Many Taiwanese eat traditional herbal or tonic food during the winter because they believe it can strengthen their bodies, and many travel books or tourism Web sites direct tourists interested in this custom to Taipei’s Huaxi Street (華西街) night market to try a special tonic food: snake.
Until a few years ago, the public slaughter and skinning of snakes was once a famous — or infamous — attraction at the night market, drawing many curious tourists to see how live snakes were killed and made into dishes or wine.
The performances were banned as public awareness of animal welfare and environmental protection increased, and to comply with Article 13 of the Animal Protection Act (動物保護法), which states that “animals are not allowed to be slaughtered at public places or in places accessible by the public.”
“We don’t perform those shows anymore … at least there weren’t any last year,” the owner of a snake cuisine restaurant surnamed Hung (洪) said.
However, bowls of hot soup with pieces of cooked snake meat and herbal ingredients; pan-fried or baked snake meat; snake oil pills; wine glasses filled with red, clear and yellow liquids said to be made of snake blood; snake penis wine and snake gall are still being served at snake cuisine restaurants.

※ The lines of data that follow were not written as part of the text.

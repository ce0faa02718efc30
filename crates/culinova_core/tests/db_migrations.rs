use culinova_core::db::migrations::latest_version;
use culinova_core::db::{open_db, open_db_in_memory, DbError};
use rusqlite::Connection;

const RECIPE_TABLES: [&str; 9] = [
    "users",
    "auth_credentials",
    "follows",
    "recipes",
    "ingredients",
    "steps",
    "tags",
    "recipe_tags",
    "media",
];

#[test]
fn open_db_in_memory_applies_all_migrations() {
    let conn = open_db_in_memory().unwrap();

    assert_eq!(schema_version(&conn), latest_version());
    for table in RECIPE_TABLES {
        assert_table_exists(&conn, table);
    }
    assert_table_exists(&conn, "recipes_fts");
}

#[test]
fn foreign_keys_are_enforced_on_returned_connections() {
    let conn = open_db_in_memory().unwrap();
    let enabled: i64 = conn
        .query_row("PRAGMA foreign_keys;", [], |row| row.get(0))
        .unwrap();
    assert_eq!(enabled, 1);

    let err = conn
        .execute(
            "INSERT INTO steps (uuid, recipe_uuid, step_order, text)
             VALUES ('s1', 'missing-recipe', 1, 'boil');",
            [],
        )
        .unwrap_err();
    assert!(err.to_string().to_lowercase().contains("foreign key"));
}

#[test]
fn blank_title_is_rejected_by_schema() {
    let conn = open_db_in_memory().unwrap();
    let result = conn.execute(
        "INSERT INTO recipes (uuid, title, created_at, updated_at)
         VALUES ('r1', '   ', 0, 0);",
        [],
    );
    assert!(result.is_err());
}

#[test]
fn opening_same_database_twice_is_idempotent() {
    let dir = tempfile::tempdir().unwrap();
    let path = dir.path().join("culinova.db");

    let conn_first = open_db(&path).unwrap();
    assert_eq!(schema_version(&conn_first), latest_version());
    drop(conn_first);

    let conn_second = open_db(&path).unwrap();
    assert_eq!(schema_version(&conn_second), latest_version());
    assert_table_exists(&conn_second, "recipes");
}

#[test]
fn opening_database_with_newer_schema_version_returns_error() {
    let dir = tempfile::tempdir().unwrap();
    let path = dir.path().join("future.db");

    let conn = Connection::open(&path).unwrap();
    conn.execute_batch("PRAGMA user_version = 999;").unwrap();
    drop(conn);

    let err = open_db(&path).unwrap_err();
    match err {
        DbError::UnsupportedSchemaVersion {
            db_version,
            latest_supported,
        } => {
            assert_eq!(db_version, 999);
            assert_eq!(latest_supported, latest_version());
        }
        other => panic!("unexpected error: {other}"),
    }
}

fn schema_version(conn: &Connection) -> u32 {
    conn.query_row("PRAGMA user_version;", [], |row| row.get(0))
        .unwrap()
}

fn assert_table_exists(conn: &Connection, table_name: &str) {
    let exists: i64 = conn
        .query_row(
            "SELECT EXISTS(
                SELECT 1
                FROM sqlite_master
                WHERE type = 'table' AND name = ?1
            );",
            [table_name],
            |row| row.get(0),
        )
        .unwrap();
    assert_eq!(exists, 1, "table {table_name} does not exist");
}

“We have all kinds of visitors, not only foreign tourists, but also Taiwanese … people with skin ailments also like to come,” Hung said. “Snake meat soup is the most popular dish because it cools an overheated body, as well as revitalizes and nourishes the skin.”
“Traditional Chinese medicine prescribes eating snake meat soup to alleviate fever and for detox,” Taipei Chinese Medical Association chairperson Chen Chih-fang (陳志芳) said. “In the past, when a person had a skin irritation that did not heal, they were told to take the soup to cool the heat in their blood to improve their condition.”
“It was also believed that snake gall was effective for removing ‘heat’ from the liver — which is manifested through symptoms such as a dry mouth and tongue, constipation, tinnitus or dark--yellow urine — and improving eyesight, ” he added.
However, snake meat or gall should not be consumed raw and should only be taken under the guidance of a Chinese medicine practitioner because each person has specific needs and physical conditions, and raw meat or internal organs may carry parasites, Chen said.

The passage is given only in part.